## Work task
Work through the records below and copy every line that includes "PartialEq".

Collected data
· · · ·
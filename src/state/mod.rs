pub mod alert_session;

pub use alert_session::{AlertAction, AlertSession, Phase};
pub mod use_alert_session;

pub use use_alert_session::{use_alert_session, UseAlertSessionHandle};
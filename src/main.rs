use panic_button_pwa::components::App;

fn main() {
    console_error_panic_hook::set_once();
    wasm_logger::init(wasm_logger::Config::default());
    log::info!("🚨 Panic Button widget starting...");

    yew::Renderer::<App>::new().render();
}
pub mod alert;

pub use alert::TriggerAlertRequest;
· · · ·
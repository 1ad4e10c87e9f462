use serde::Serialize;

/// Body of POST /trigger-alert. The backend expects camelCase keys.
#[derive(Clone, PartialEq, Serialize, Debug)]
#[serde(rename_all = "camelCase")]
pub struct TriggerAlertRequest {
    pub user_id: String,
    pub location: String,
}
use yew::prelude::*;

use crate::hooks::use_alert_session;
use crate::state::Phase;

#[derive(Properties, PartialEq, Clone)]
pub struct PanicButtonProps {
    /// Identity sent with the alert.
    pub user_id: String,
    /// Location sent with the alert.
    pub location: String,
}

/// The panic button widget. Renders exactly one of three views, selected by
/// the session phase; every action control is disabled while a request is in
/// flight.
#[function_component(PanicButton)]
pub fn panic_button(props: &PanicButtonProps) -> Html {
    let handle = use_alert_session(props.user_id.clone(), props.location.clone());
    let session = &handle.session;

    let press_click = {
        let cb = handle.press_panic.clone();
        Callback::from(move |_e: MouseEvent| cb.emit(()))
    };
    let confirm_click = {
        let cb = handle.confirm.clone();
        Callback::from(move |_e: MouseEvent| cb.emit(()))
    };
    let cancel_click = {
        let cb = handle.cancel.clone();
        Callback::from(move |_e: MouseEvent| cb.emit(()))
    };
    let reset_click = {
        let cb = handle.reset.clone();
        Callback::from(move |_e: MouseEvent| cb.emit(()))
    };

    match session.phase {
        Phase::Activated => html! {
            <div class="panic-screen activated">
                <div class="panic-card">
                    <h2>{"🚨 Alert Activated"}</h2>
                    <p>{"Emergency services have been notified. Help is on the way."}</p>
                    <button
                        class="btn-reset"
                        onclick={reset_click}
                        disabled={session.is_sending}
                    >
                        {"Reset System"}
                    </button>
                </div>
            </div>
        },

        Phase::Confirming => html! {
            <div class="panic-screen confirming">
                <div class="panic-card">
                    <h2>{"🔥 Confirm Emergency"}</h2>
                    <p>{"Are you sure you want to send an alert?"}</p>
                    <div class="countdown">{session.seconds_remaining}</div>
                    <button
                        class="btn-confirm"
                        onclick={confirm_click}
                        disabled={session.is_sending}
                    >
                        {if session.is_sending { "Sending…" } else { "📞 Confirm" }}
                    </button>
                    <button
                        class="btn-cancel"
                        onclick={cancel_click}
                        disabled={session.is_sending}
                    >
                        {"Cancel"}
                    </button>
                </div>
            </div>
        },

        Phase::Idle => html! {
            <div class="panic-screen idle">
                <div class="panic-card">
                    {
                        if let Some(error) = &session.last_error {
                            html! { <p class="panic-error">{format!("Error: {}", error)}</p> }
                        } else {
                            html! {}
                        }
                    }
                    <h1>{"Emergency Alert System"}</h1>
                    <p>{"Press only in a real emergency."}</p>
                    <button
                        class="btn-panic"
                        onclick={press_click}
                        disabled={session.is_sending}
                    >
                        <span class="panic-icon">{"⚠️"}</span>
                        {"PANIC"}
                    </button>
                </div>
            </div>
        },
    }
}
· · · ·
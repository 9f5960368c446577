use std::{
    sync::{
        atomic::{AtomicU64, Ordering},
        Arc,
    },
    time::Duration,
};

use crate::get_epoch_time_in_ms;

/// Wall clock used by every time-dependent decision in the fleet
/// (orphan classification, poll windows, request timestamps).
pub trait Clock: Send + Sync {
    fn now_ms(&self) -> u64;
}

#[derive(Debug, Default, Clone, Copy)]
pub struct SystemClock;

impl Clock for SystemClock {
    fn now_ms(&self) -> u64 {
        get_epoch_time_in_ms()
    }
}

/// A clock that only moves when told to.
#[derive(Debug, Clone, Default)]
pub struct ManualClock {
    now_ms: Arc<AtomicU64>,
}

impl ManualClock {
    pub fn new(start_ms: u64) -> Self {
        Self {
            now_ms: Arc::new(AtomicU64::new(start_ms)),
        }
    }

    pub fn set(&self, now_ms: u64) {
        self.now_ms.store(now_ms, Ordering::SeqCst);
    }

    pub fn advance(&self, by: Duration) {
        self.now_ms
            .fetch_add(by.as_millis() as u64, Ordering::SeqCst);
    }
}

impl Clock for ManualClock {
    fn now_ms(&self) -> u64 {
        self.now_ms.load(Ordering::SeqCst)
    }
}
· · · ·
## Solution
#[derive(Clone, PartialEq, Serialize, Debug)]
#[derive(Properties, PartialEq, Clone)]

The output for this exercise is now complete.